Discussion of Cor triatriatum
- Cor triatriatum is a rare, congenital anomaly in which a fibromuscular septum subdivides the left atrium into two chambers
- Associated cardiovascular malformations are common and include atrial septal defect and patent ductus arteriosus.
- The proximal or accessory chamber lies posterior, usually receiving all of the pulmonary veins.
- The distal or true left atrial chamber lies anterior, connects to the left atrial appendage, and empties into the left ventricle through the mitral valve.
- The two atrial chambers communicate through an opening in the subdividing membrane. This opening may be single and stenotic, fenestrated, or quite large.
- Dyspnea, heart failure and failure to thrive are common clinical findings.
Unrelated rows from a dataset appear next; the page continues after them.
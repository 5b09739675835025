use std::path::{Path, PathBuf};

use crate::guard::normalize;

/// Paths that must NEVER be deleted under any circumstances.
/// This is a critical safety net against bugs in category executors.
const PROTECTED_PATHS: &[&str] = &[
    "/",
    "/System",
    "/Applications",
    "/Users",
    "/Library",
    "/usr",
    "/bin",
    "/sbin",
    "/var",
    "/etc",
    "/opt",
    "/private",
    "/cores",
    "/Volumes",
];

/// Paths under home that must never be deleted entirely
const PROTECTED_HOME_DIRS: &[&str] = &[
    "", // home dir itself
    "Desktop",
    "Documents",
    "Downloads",
    "Pictures",
    "Music",
    "Movies",
    "Library",
    "Applications",
    ".ssh",
    ".gnupg",
];

/// Per-user locations that only hold regenerable data
const USER_SAFE_ROOTS: &[&str] = &[
    "Library/Caches",
    "Library/Logs",
    "Library/Application Support",
];

/// Shared system-level equivalents
const SYSTEM_SAFE_ROOTS: &[&str] = &[
    "/tmp",
    "/private/tmp",
    "/var/folders",
    "/private/var/folders",
    "/var/log",
    "/private/var/log",
    "/Library/Caches",
    "/Library/Logs",
];

/// Check if a path is protected and should NEVER be deleted
pub fn is_protected(path: &Path) -> bool {
    if PROTECTED_PATHS.iter().any(|p| path == Path::new(p)) {
        return true;
    }

    if let Some(home) = dirs::home_dir() {
        return PROTECTED_HOME_DIRS.iter().any(|dir| {
            let protected_path = if dir.is_empty() {
                home.clone()
            } else {
                home.join(dir)
            };
            path == protected_path
        });
    }

    false
}

/// The allow-list of directories cleanup candidates must live under.
///
/// This is a second, independent layer next to [`crate::guard::PathGuard`]:
/// a candidate is kept only if both agree.
#[derive(Debug, Clone)]
pub struct SafeRoots {
    roots: Vec<PathBuf>,
}

impl SafeRoots {
    /// Build from explicit roots (normalized here)
    pub fn new<I, P>(roots: I) -> Self
    where
        I: IntoIterator<Item = P>,
        P: AsRef<Path>,
    {
        let mut roots: Vec<PathBuf> = roots
            .into_iter()
            .map(normalize)
            .filter(|p| !p.as_os_str().is_empty() && p != Path::new("/"))
            .collect();
        roots.sort();
        roots.dedup();
        Self { roots }
    }

    /// Built-in user cache/log/temp/support locations plus system equivalents
    pub fn system_default() -> Self {
        let mut roots = Self::system_roots();
        if let Some(home) = dirs::home_dir() {
            roots.extend(USER_SAFE_ROOTS.iter().map(|r| home.join(r)));
        }
        roots.push(std::env::temp_dir());
        Self::new(roots)
    }

    /// System locations plus the user locations under `home`.
    /// Used by the helper, which runs as root and serves someone else's home.
    pub fn for_home(home: &Path) -> Self {
        let mut roots = Self::system_roots();
        roots.extend(USER_SAFE_ROOTS.iter().map(|r| home.join(r)));
        Self::new(roots)
    }

    fn system_roots() -> Vec<PathBuf> {
        SYSTEM_SAFE_ROOTS.iter().map(PathBuf::from).collect()
    }

    /// Defaults plus additional roots
    pub fn with_extra<I, P>(mut self, extra: I) -> Self
    where
        I: IntoIterator<Item = P>,
        P: AsRef<Path>,
    {
        let mut all = std::mem::take(&mut self.roots);
        all.extend(extra.into_iter().map(|p| p.as_ref().to_path_buf()));
        Self::new(all)
    }

    pub fn roots(&self) -> &[PathBuf] {
        &self.roots
    }

    /// True if `path` lies strictly inside one of the roots and is not itself
    /// a protected location. The root directories themselves are never candidates.
    pub fn contains(&self, path: &Path) -> bool {
        let path = normalize(path);
        if is_protected(&path) {
            return false;
        }
        self.roots
            .iter()
            .any(|root| path != *root && path.starts_with(root))
    }
}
- The clinical and radiographic pictures depend on the degree of stenosis in the fibromuscular membrane, the integrity of the interatrial septum and on whether or not there are other associated cardiovascular malformations.
- When cor triatniatum occurs as an isolated defect, the hemodynamic derangement is identical to that of mitral stenosis and the chest radiograph shows a normal sized heart with changes of chronic interstitial edema.
- Con triatriatum is usually fatal within the first two years of life.
- The prognosis is related to timely surgical intervention, the degree of obstruction between the two left atria, and the presence or absence of associated anomalies.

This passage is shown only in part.